EXERCISE. Every line of the records that holds the word "before" should be copied.

EXCERPTED DATA.

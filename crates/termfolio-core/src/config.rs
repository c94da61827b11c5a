//! Core configuration.
//!
//! Centralizes the constants shared by the interpreter, sessions, window
//! manager and desktop controller. Bundled data documents are loaded at
//! compile time using `include_str!`.

// =============================================================================
// Bundled Data (loaded at compile time)
// =============================================================================

/// Portfolio record consumed by the command handlers.
pub const PORTFOLIO_TOML: &str = include_str!("../assets/portfolio.toml");

/// Theme palettes, in the order they are offered to the user.
pub const THEMES_TOML: &str = include_str!("../assets/themes.toml");

// =============================================================================
// Theme Configuration
// =============================================================================

/// Storage key holding the selected theme name.
pub const THEME_STORAGE_KEY: &str = "terminal-theme";

/// Theme used when nothing (or something unrecognized) is persisted.
pub const DEFAULT_THEME: &str = "ubuntu";

// =============================================================================
// Terminal Configuration
// =============================================================================

/// Maximum number of lines kept in one session's log.
pub const MAX_TERMINAL_LINES: usize = 1000;

/// Maximum number of command history entries to keep.
pub const MAX_COMMAND_HISTORY: usize = 100;

/// Number of trailing lines projected into the taskbar preview.
pub const PREVIEW_LINES: usize = 6;

/// Maximum number of candidates returned by command suggestions.
pub const MAX_SUGGESTIONS: usize = 5;

/// Column width the command name is padded to in `help` output.
pub const HELP_NAME_WIDTH: usize = 12;

/// Number of skills shown by `neofetch`.
pub const NEOFETCH_SKILLS: usize = 6;

/// Messages typed out by the renderer while a session boots.
pub const BOOT_MESSAGES: &[&str] = &[
    "Initializing Portfolio System...",
    "Loading kernel modules...",
    "Starting portfolio services...",
    "[ OK ] Portfolio data loaded",
    "[ OK ] Project database mounted",
    "[ OK ] Contact information loaded",
    "[ OK ] Skills matrix initialized",
    "[ OK ] Command processor ready",
    "Establishing secure connection...",
    "",
    "System ready. Type --help for available commands.",
];

// =============================================================================
// Timer Configuration (milliseconds)
// =============================================================================

/// Timer delays for window and session transitions.
pub mod delays {
    /// Grace period between an `exit` command and the window closing.
    pub const SESSION_EXIT: u64 = 2000;
    /// Fade-out before a minimized window is fully hidden.
    pub const MINIMIZE_FADE: u64 = 200;
    /// Exit transition before a closed window is removed.
    pub const CLOSE_FADE: u64 = 200;
}

// =============================================================================
// Window Geometry (pixels)
// =============================================================================

/// Window sizing and layout constants.
pub mod window {
    /// Default window width on spawn.
    pub const DEFAULT_WIDTH: i32 = 800;
    /// Default window height on spawn.
    pub const DEFAULT_HEIGHT: i32 = 500;
    /// Spawn position used when the caller supplies none.
    pub const DEFAULT_X: i32 = 200;
    /// Spawn position used when the caller supplies none.
    pub const DEFAULT_Y: i32 = 100;

    /// Origin of the first cascaded desktop window.
    pub const CASCADE_ORIGIN: i32 = 70;
    /// Offset between consecutive cascaded windows.
    pub const CASCADE_STEP: i32 = 30;

    /// Height of the taskbar strip reserved at the bottom of the viewport.
    pub const TASKBAR_HEIGHT: i32 = 48;

    /// Viewport width below which the compact layout is forced.
    pub const COMPACT_MAX_WIDTH: i32 = 640;
    /// Viewport height below which the compact layout is forced.
    pub const COMPACT_MAX_HEIGHT: i32 = 480;
}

FINISHED TASK.
    /// Fade-out before a minimized window is fully hidden.
    /// Exit transition before a closed window is removed.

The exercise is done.